What You Should Know Before Calling Trump 'Mentally Ill'
I get it. Trump has come out this month with comments inciting even more stigma around an already marginalized community. Blaming mental illness for violence, lumping together the words “mental illness” and “hatred” as if they are one in the same and now calling for the involuntary confinement people with mental illnesses. It’s been a rough week for those of us in the mental illness community. And we don’t need to repeat all the statistics that there is no correlation between mental illness and gun violence, or that we are much more likely to be the victim of violence than the ones perpetuating it.
But to those of you who aren’t actually in the mental illness community, please educate yourself before “clapping back” at Trump by saying he has a mental illness. When you do so, you are part of the problem. You are perpetuating negative stigma and stereotypes associated with mentally ill individuals.

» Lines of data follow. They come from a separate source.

use gdindex_core::{IndexConfig, WarningKind};
use gdindex_scan::{FileWalker, IgnoreRules, hash_file};
use std::fs;
use tempfile::TempDir;

fn create_project() -> TempDir {
    let temp = TempDir::new().unwrap();
    let root = temp.path();

    fs::create_dir_all(root.join("scripts")).unwrap();
    fs::create_dir_all(root.join("third_party/lib")).unwrap();
    fs::create_dir_all(root.join("_cw_index/index")).unwrap();
    fs::create_dir_all(root.join(".git/objects")).unwrap();

    fs::write(root.join("scripts/main.gd"), "extends Node").unwrap();
    fs::write(root.join("scripts/scratch.bak"), "old").unwrap();
    fs::write(root.join("third_party/lib/vendor.gd"), "extends Node").unwrap();
    fs::write(root.join("_cw_index/index/manifest.json"), "[]").unwrap();
    fs::write(root.join(".git/objects/ab"), "blob").unwrap();
    fs::write(root.join("README.md"), "# Game").unwrap();
    fs::write(
        root.join(".indexignore"),
        "# local rules\nthird_party/\n*.bak\n\nbad[pattern\n",
    )
    .unwrap();

    temp
}

#[test]
fn test_walk_with_project_rules() {
    let temp = create_project();
    let config = IndexConfig::in_place(temp.path());
    let rules = IgnoreRules::from_config(&config).unwrap();

    assert!(rules.patterns().contains(&"third_party/**".to_string()));
    assert_eq!(rules.warnings().len(), 1);
    assert_eq!(rules.warnings()[0].kind, WarningKind::InvalidPattern);

    let outcome = FileWalker::new(rules).walk(temp.path()).unwrap();
    let paths: Vec<&str> = outcome.files.iter().map(|f| f.rel_path.as_str()).collect();

    assert_eq!(paths, vec![".indexignore", "README.md", "scripts/main.gd"]);
    // .git, third_party, _cw_index
    assert_eq!(outcome.pruned_dirs, 3);
}

#[test]
fn test_ignore_file_can_be_disabled() {
    let temp = create_project();
    let config = IndexConfig::builder()
        .root(temp.path())
        .output_dir(temp.path().join("_cw_index"))
        .ignore_file(None::<String>)
        .build()
        .unwrap();
    let rules = IgnoreRules::from_config(&config).unwrap();

    let outcome = FileWalker::new(rules).walk(temp.path()).unwrap();
    assert!(
        outcome
            .files
            .iter()
            .any(|f| f.rel_path == "third_party/lib/vendor.gd")
    );
}

#[test]
fn test_digests_are_reproducible() {
    let temp = create_project();
    let path = temp.path().join("scripts/main.gd");
    assert_eq!(hash_file(&path).unwrap(), hash_file(&path).unwrap());
}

First, this generally is said in the form of a joke. It’s done for laughs. And this implies there is something funny about saying someone has a mental illness when that person has never been diagnosed. That’s perpetuating that there is something wrong with having a mental illness — that it’s “funny” or an insult of some sorts. It’s not funny.

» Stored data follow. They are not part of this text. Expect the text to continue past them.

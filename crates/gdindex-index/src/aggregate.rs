//! Aggregation of per-file records into the six output collections.

use serde::{Deserialize, Serialize};

use gdindex_core::{
    ContentKind, DecodeStatus, ImportEdge, ManifestEntry, SceneGraph, ScriptSymbols, StringEntry,
    TodoEntry,
};
use gdindex_extract::FileExtraction;

/// Everything produced for one file.
#[derive(Debug, Clone)]
pub struct FileRecord {
    pub manifest: ManifestEntry,
    pub extraction: FileExtraction,
}

/// The collections of one run, in file-discovery order.
#[derive(Debug, Clone, Default, PartialEq, Eq, Serialize, Deserialize)]
pub struct IndexCollections {
    pub manifest: Vec<ManifestEntry>,
    pub symbols: Vec<ScriptSymbols>,
    pub scenes: Vec<SceneGraph>,
    pub strings: Vec<StringEntry>,
    /// Only scripts with at least one reference.
    pub imports: Vec<ImportEdge>,
    pub todos: Vec<TodoEntry>,
}

impl IndexCollections {
    /// Create empty collections.
    pub fn new() -> Self {
        Self::default()
    }

    /// Append one file's records. Nothing is merged or deduplicated.
    pub fn push(&mut self, record: FileRecord) {
        let FileRecord {
            manifest,
            extraction,
        } = record;

        self.manifest.push(manifest);
        self.symbols.extend(extraction.symbols);
        self.scenes.extend(extraction.scene);
        self.strings.extend(extraction.strings);
        self.imports.extend(extraction.imports);
        self.todos.extend(extraction.todos);
    }

    /// Stable-sort every collection by file path.
    ///
    /// Records of the same file keep their in-file order, so output is
    /// reproducible regardless of traversal or worker completion order.
    pub fn sort_by_path(&mut self) {
        self.manifest.sort_by(|a, b| a.path.cmp(&b.path));
        self.symbols.sort_by(|a, b| a.file.cmp(&b.file));
        self.scenes.sort_by(|a, b| a.file.cmp(&b.file));
        self.strings.sort_by(|a, b| a.path.cmp(&b.path));
        self.imports.sort_by(|a, b| a.from.cmp(&b.from));
        self.todos.sort_by(|a, b| a.path.cmp(&b.path));
    }

    /// Number of indexed files.
    pub fn file_count(&self) -> usize {
        self.manifest.len()
    }

    /// Number of indexed files of `kind`.
    pub fn count_kind(&self, kind: ContentKind) -> usize {
        self.manifest.iter().filter(|m| m.kind == kind).count()
    }

    /// Total size of all indexed files in bytes.
    pub fn total_bytes(&self) -> u64 {
        self.manifest.iter().map(|m| m.size).sum()
    }

    /// Number of files whose bytes could not be decoded as text.
    pub fn undecodable_count(&self) -> usize {
        self.manifest
            .iter()
            .filter(|m| m.decode == DecodeStatus::Undecodable)
            .count()
    }

    /// Scripts that declare a `class_name`.
    pub fn named_classes(&self) -> impl Iterator<Item = &ScriptSymbols> {
        self.symbols.iter().filter(|s| s.class_name.is_some())
    }
}

impl FromIterator<FileRecord> for IndexCollections {
    fn from_iter<I: IntoIterator<Item = FileRecord>>(iter: I) -> Self {
        let mut collections = Self::new();
        for record in iter {
            collections.push(record);
        }
        collections
    }
}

Second, you are equating bad behavior with mental illness. You are saying that the bad things he does are because of a mental illness. Now, you are further perpetuating negative stereotypes associating with mental illness, and implying that people who do bad things must be mentally ill. Or, that mental illness is responsible for the negative things he does. There is a massive difference between hatred and mental illness. Just like Trump saying that perpetrators of violence do it because of mental illness, you are now saying that he acts that way because of some mental illness.
I know when we see people do bad things, it’s really hard to believe that someone in their “right mind” can do something bad. We want to find some explanation for how someone can act in a way that goes beyond anything we would ever do. But the answer is not to blame mental illness. There really are just bad people out there, and the more we equate badness with mental illness, the more we are stigmatizing those of us who are suffering from illnesses that are completely beyond our own control.